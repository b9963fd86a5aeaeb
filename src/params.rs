//! Physical parameters of the arm and time-stepping configuration.

use crate::{error::SimulationError, types::Float, GRAVITY};

/// Geometry and inertia of a single link.
#[derive(Debug, Clone, Copy, PartialEq)]
pub struct LinkParameters {
    pub length: Float,       // joint to next joint
    pub com_distance: Float, // joint to center of mass
    pub mass: Float,
    pub inertia: Float, // moment of inertia about the center of mass
}

impl LinkParameters {
    pub fn new(length: Float, com_distance: Float, mass: Float, inertia: Float) -> Self {
        LinkParameters {
            length,
            com_distance,
            mass,
            inertia,
        }
    }

    fn validate(&self, names: [&'static str; 4]) -> Result<(), SimulationError> {
        let [length, com_distance, mass, inertia] = names;
        positive(length, self.length)?;
        positive(mass, self.mass)?;
        positive(inertia, self.inertia)?;
        if !self.com_distance.is_finite() || self.com_distance < 0.0 {
            return Err(SimulationError::invalid_parameter(
                com_distance,
                self.com_distance,
                "must be finite and non-negative",
            ));
        }
        Ok(())
    }
}

fn positive(name: &'static str, value: Float) -> Result<(), SimulationError> {
    if value.is_finite() && value > 0.0 {
        Ok(())
    } else {
        Err(SimulationError::invalid_parameter(
            name,
            value,
            "must be finite and strictly positive",
        ))
    }
}

/// Fixed physical constants of a two-link arm for one simulation run.
#[derive(Debug, Clone, Copy, PartialEq)]
pub struct PhysicalParameters {
    pub link1: LinkParameters,
    pub link2: LinkParameters,
    pub gravity: Float,
}

impl PhysicalParameters {
    pub fn new(link1: LinkParameters, link2: LinkParameters, gravity: Float) -> Self {
        PhysicalParameters {
            link1,
            link2,
            gravity,
        }
    }

    /// Uniform rods: center of mass at mid-length.
    pub fn uniform_rods(
        l1: Float,
        m1: Float,
        i1: Float,
        l2: Float,
        m2: Float,
        i2: Float,
    ) -> Self {
        PhysicalParameters::new(
            LinkParameters::new(l1, l1 / 2.0, m1, i1),
            LinkParameters::new(l2, l2 / 2.0, m2, i2),
            GRAVITY,
        )
    }

    /// Check that every length, mass and inertia is strictly positive.
    pub fn validate(&self) -> Result<(), SimulationError> {
        self.link1.validate([
            "link1.length",
            "link1.com_distance",
            "link1.mass",
            "link1.inertia",
        ])?;
        self.link2.validate([
            "link2.length",
            "link2.com_distance",
            "link2.mass",
            "link2.inertia",
        ])?;
        if !self.gravity.is_finite() {
            return Err(SimulationError::invalid_parameter(
                "gravity",
                self.gravity,
                "must be finite",
            ));
        }
        Ok(())
    }

    /// Maximum distance of the tip from the base joint.
    pub fn reach(&self) -> Float {
        self.link1.length + self.link2.length
    }
}

impl Default for PhysicalParameters {
    fn default() -> Self {
        PhysicalParameters::uniform_rods(1.0, 2.0, 0.5, 1.0, 1.0, 0.2)
    }
}

/// Time horizon and fixed step size.
#[derive(Debug, Clone, Copy, PartialEq)]
pub struct SimulationConfig {
    pub final_time: Float,
    pub dt: Float,
}

/// Ratios this close to an integer are treated as that integer when
/// counting steps, so that e.g. 0.3 / 0.1 gives 3 steps and not 4.
const STEP_COUNT_RTOL: Float = 1e-9;

/// Upper bound on the number of steps of a single run. Every step is
/// recorded, so this also bounds the trajectory size.
pub const MAX_STEPS: usize = 100_000_000;

impl SimulationConfig {
    pub fn new(final_time: Float, dt: Float) -> Self {
        SimulationConfig { final_time, dt }
    }

    pub fn validate(&self) -> Result<(), SimulationError> {
        let (final_time, dt) = (self.final_time, self.dt);
        let reason = if !final_time.is_finite() || !dt.is_finite() {
            "final_time and dt must be finite"
        } else if dt <= 0.0 {
            "dt must be positive"
        } else if final_time <= 0.0 {
            "final_time must be positive"
        } else if dt > final_time {
            "dt must not exceed final_time"
        } else if !(final_time / dt <= MAX_STEPS as Float) {
            "final_time / dt exceeds the step limit"
        } else {
            return Ok(());
        };
        Err(SimulationError::invalid_config(final_time, dt, reason))
    }

    /// Number of integration steps, ceil(final_time / dt).
    ///
    /// Counting steps up front instead of accumulating `t += dt` keeps the
    /// count from drifting by one with rounding error.
    pub fn num_steps(&self) -> Result<usize, SimulationError> {
        self.validate()?;
        let ratio = self.final_time / self.dt;
        let nearest = ratio.round();
        let steps = if (ratio - nearest).abs() <= STEP_COUNT_RTOL * nearest {
            nearest
        } else {
            ratio.ceil()
        };
        Ok(steps as usize)
    }
}

impl Default for SimulationConfig {
    fn default() -> Self {
        SimulationConfig::new(5.0, 0.01)
    }
}

#[cfg(test)]
mod params_tests {
    use super::*;

    #[test]
    fn default_parameters_are_valid() {
        let params = PhysicalParameters::default();
        assert!(params.validate().is_ok());
        assert_eq!(params.link1.com_distance, 0.5);
        assert_eq!(params.link2.com_distance, 0.5);
        assert_eq!(params.gravity, 9.8);
        assert_eq!(params.reach(), 2.0);
    }

    #[test]
    fn zero_mass_is_rejected() {
        // Arrange
        let mut params = PhysicalParameters::default();
        params.link2.mass = 0.0;

        // Act
        let result = params.validate();

        // Assert
        assert!(matches!(
            result,
            Err(SimulationError::InvalidParameters {
                name: "link2.mass",
                ..
            })
        ));
    }

    #[test]
    fn negative_length_and_nan_inertia_are_rejected() {
        let mut params = PhysicalParameters::default();
        params.link1.length = -1.0;
        assert!(params.validate().is_err());

        let mut params = PhysicalParameters::default();
        params.link1.inertia = Float::NAN;
        assert!(params.validate().is_err());

        let mut params = PhysicalParameters::default();
        params.link2.com_distance = -0.1;
        assert!(params.validate().is_err());
    }

    #[test]
    fn config_validation() {
        assert!(SimulationConfig::new(5.0, 0.01).validate().is_ok());
        assert!(SimulationConfig::new(0.01, 0.01).validate().is_ok());

        for (final_time, dt) in [
            (5.0, 0.0),
            (5.0, -0.01),
            (0.0, 0.01),
            (-1.0, 0.01),
            (0.01, 0.02),
            (Float::INFINITY, 0.01),
            (5.0, Float::NAN),
        ] {
            let result = SimulationConfig::new(final_time, dt).validate();
            assert!(
                matches!(result, Err(SimulationError::InvalidConfig { .. })),
                "accepted final_time = {final_time}, dt = {dt}"
            );
        }
    }

    #[test]
    fn step_count_does_not_drift() {
        assert_eq!(SimulationConfig::new(5.0, 0.01).num_steps(), Ok(500));
        assert_eq!(SimulationConfig::new(0.01, 0.01).num_steps(), Ok(1));
        assert_eq!(SimulationConfig::new(0.3, 0.1).num_steps(), Ok(3));
        assert_eq!(SimulationConfig::new(0.7, 0.1).num_steps(), Ok(7));
        assert_eq!(SimulationConfig::new(1.0, 0.3).num_steps(), Ok(4));
    }

    #[test]
    fn step_limit() {
        let at_limit = SimulationConfig::new(MAX_STEPS as Float, 1.0);
        assert_eq!(at_limit.num_steps(), Ok(MAX_STEPS));

        for (final_time, dt) in [(1.0e20, 1.0), (1.0, 1.0e-300), (Float::MAX, 1.0e-10)] {
            let config = SimulationConfig::new(final_time, dt);
            assert!(
                matches!(config.validate(), Err(SimulationError::InvalidConfig { .. })),
                "accepted final_time = {final_time}, dt = {dt}"
            );
            assert!(config.num_steps().is_err());
        }
    }
}
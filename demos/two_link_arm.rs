use std::process::ExitCode;

use two_link_arm::{
    energy::total_energy,
    plot::{animate, plot_angles},
    simulate, JointState, PhysicalParameters, SimulationConfig, TorqueInput, PI, TWO_PI,
};

/// Release the arm from rest and render its swing.
///
/// Usage: two_link_arm [final_time] [dt]
pub fn main() -> ExitCode {
    let mut args = std::env::args().skip(1);
    let defaults = SimulationConfig::default();
    let final_time = match args.next().map(|s| s.parse()) {
        None => defaults.final_time,
        Some(Ok(value)) => value,
        Some(Err(err)) => {
            eprintln!("invalid final_time: {err}");
            return ExitCode::FAILURE;
        }
    };
    let dt = match args.next().map(|s| s.parse()) {
        None => defaults.dt,
        Some(Ok(value)) => value,
        Some(Err(err)) => {
            eprintln!("invalid dt: {err}");
            return ExitCode::FAILURE;
        }
    };

    let params = PhysicalParameters::default();
    let config = SimulationConfig::new(final_time, dt);
    let initial = JointState::at_rest(TWO_PI / 3.0, PI / 3.0);

    let trajectory = match simulate(&params, &config, &initial, &TorqueInput::zero()) {
        Ok(trajectory) => trajectory,
        Err(err) => {
            eprintln!("simulation failed: {err}");
            return ExitCode::FAILURE;
        }
    };

    println!(
        "{} frames, energy {:.4} -> {:.4}",
        trajectory.frame_count(),
        total_energy(&params, &initial),
        total_energy(&params, trajectory.final_state())
    );

    if let Err(err) = plot_angles(&trajectory, "two_link_arm_angles.png") {
        eprintln!("{err}");
        return ExitCode::FAILURE;
    }
    if let Err(err) = animate(&trajectory, &params, "two_link_arm.gif") {
        eprintln!("{err}");
        return ExitCode::FAILURE;
    }
    println!("wrote two_link_arm_angles.png and two_link_arm.gif");
    ExitCode::SUCCESS
}
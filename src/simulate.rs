use tracing::debug;

use crate::{
    dynamics::forward_dynamics,
    error::SimulationError,
    integrators::semi_implicit_euler_step,
    params::{PhysicalParameters, SimulationConfig},
    state::{JointState, TorqueInput},
    trajectory::Trajectory,
    types::Float,
};

/// Supplies the joint torques for each step.
///
/// A plain [`TorqueInput`] is a constant torque. Closures of the form
/// `|state, t| -> TorqueInput` give a time-varying input.
pub trait TorqueSource {
    fn torque(&mut self, state: &JointState, t: Float) -> TorqueInput;
}

impl TorqueSource for TorqueInput {
    fn torque(&mut self, _state: &JointState, _t: Float) -> TorqueInput {
        *self
    }
}

impl<F> TorqueSource for F
where
    F: FnMut(&JointState, Float) -> TorqueInput,
{
    fn torque(&mut self, state: &JointState, t: Float) -> TorqueInput {
        self(state, t)
    }
}

#[derive(Debug, Clone, Copy, PartialEq, Eq)]
pub enum SimulatorStatus {
    Initialized,
    Running,
    Completed,
}

/// Fixed-step time integration of the two-link arm.
///
/// Each step records the current state, then advances it by one
/// semi-implicit Euler step. The number of steps is fixed up front to
/// ceil(final_time / dt), and time is derived from the step counter.
pub struct Simulator<S: TorqueSource = TorqueInput> {
    params: PhysicalParameters,
    dt: Float,
    num_steps: usize,
    step_index: usize,
    state: JointState,
    status: SimulatorStatus,
    torque_source: S,
    trajectory: Trajectory,
}

impl Simulator<TorqueInput> {
    /// Simulator with a constant joint torque.
    pub fn new(
        params: &PhysicalParameters,
        config: &SimulationConfig,
        initial: &JointState,
        torque: &TorqueInput,
    ) -> Result<Self, SimulationError> {
        Simulator::with_torque_source(params, config, initial, *torque)
    }
}

impl<S: TorqueSource> Simulator<S> {
    pub fn with_torque_source(
        params: &PhysicalParameters,
        config: &SimulationConfig,
        initial: &JointState,
        torque_source: S,
    ) -> Result<Self, SimulationError> {
        params.validate()?;
        let num_steps = config.num_steps()?;

        Ok(Simulator {
            params: *params,
            dt: config.dt,
            num_steps,
            step_index: 0,
            state: *initial,
            status: SimulatorStatus::Initialized,
            torque_source,
            trajectory: Trajectory::with_capacity(config.dt, *initial, num_steps),
        })
    }

    pub fn status(&self) -> SimulatorStatus {
        self.status
    }

    pub fn state(&self) -> &JointState {
        &self.state
    }

    /// Elapsed simulation time
    pub fn time(&self) -> Float {
        self.step_index as Float * self.dt
    }

    pub fn steps_taken(&self) -> usize {
        self.step_index
    }

    pub fn num_steps(&self) -> usize {
        self.num_steps
    }

    /// Frames recorded so far.
    pub fn trajectory(&self) -> &Trajectory {
        &self.trajectory
    }

    /// Record the current state and advance it by one step. Does nothing
    /// once the simulation has completed.
    pub fn step(&mut self) -> Result<SimulatorStatus, SimulationError> {
        match self.status {
            SimulatorStatus::Completed => return Ok(self.status),
            SimulatorStatus::Initialized => {
                debug!(
                    num_steps = self.num_steps,
                    dt = self.dt,
                    q = ?self.state.q,
                    v = ?self.state.v,
                    "starting simulation"
                );
                self.status = SimulatorStatus::Running;
            }
            SimulatorStatus::Running => {}
        }

        let t = self.time();
        let tau = self.torque_source.torque(&self.state, t);
        let vdot = forward_dynamics(&self.params, &self.state, &tau)?;

        self.trajectory.push(self.state);
        let (q, v) = semi_implicit_euler_step(&self.state.q, &self.state.v, &vdot, self.dt);
        self.state = JointState { q, v };
        self.step_index += 1;

        if self.step_index >= self.num_steps {
            self.trajectory.finish(self.state);
            self.status = SimulatorStatus::Completed;
            debug!(
                frames = self.trajectory.frame_count(),
                q = ?self.state.q,
                v = ?self.state.v,
                "simulation completed"
            );
        }
        Ok(self.status)
    }

    /// Step until completion and return the recorded trajectory.
    pub fn run(mut self) -> Result<Trajectory, SimulationError> {
        while self.status != SimulatorStatus::Completed {
            self.step()?;
        }
        Ok(self.trajectory)
    }
}

/// Simulate the arm from `initial` under a constant `torque` for
/// `config.final_time` seconds with a time step of `config.dt`.
/// Returns the joint states at each time step.
pub fn simulate(
    params: &PhysicalParameters,
    config: &SimulationConfig,
    initial: &JointState,
    torque: &TorqueInput,
) -> Result<Trajectory, SimulationError> {
    Simulator::new(params, config, initial, torque)?.run()
}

▬▬▬

● TASK BRIEF
Reproduce only the lines from the top of the material through the one bearing "to next joint", each exactly as it stands.

● ANSWER TO THIS TASK
repository b9963fd86a5aeaeb
filename src/params.rs
//! Physical parameters of the arm and time-stepping configuration.

use crate::{error::SimulationError, types::Float, GRAVITY};

/// Geometry and inertia of a single link.
#[derive(Debug, Clone, Copy, PartialEq)]
pub struct LinkParameters {
    pub length: Float,       // joint to next joint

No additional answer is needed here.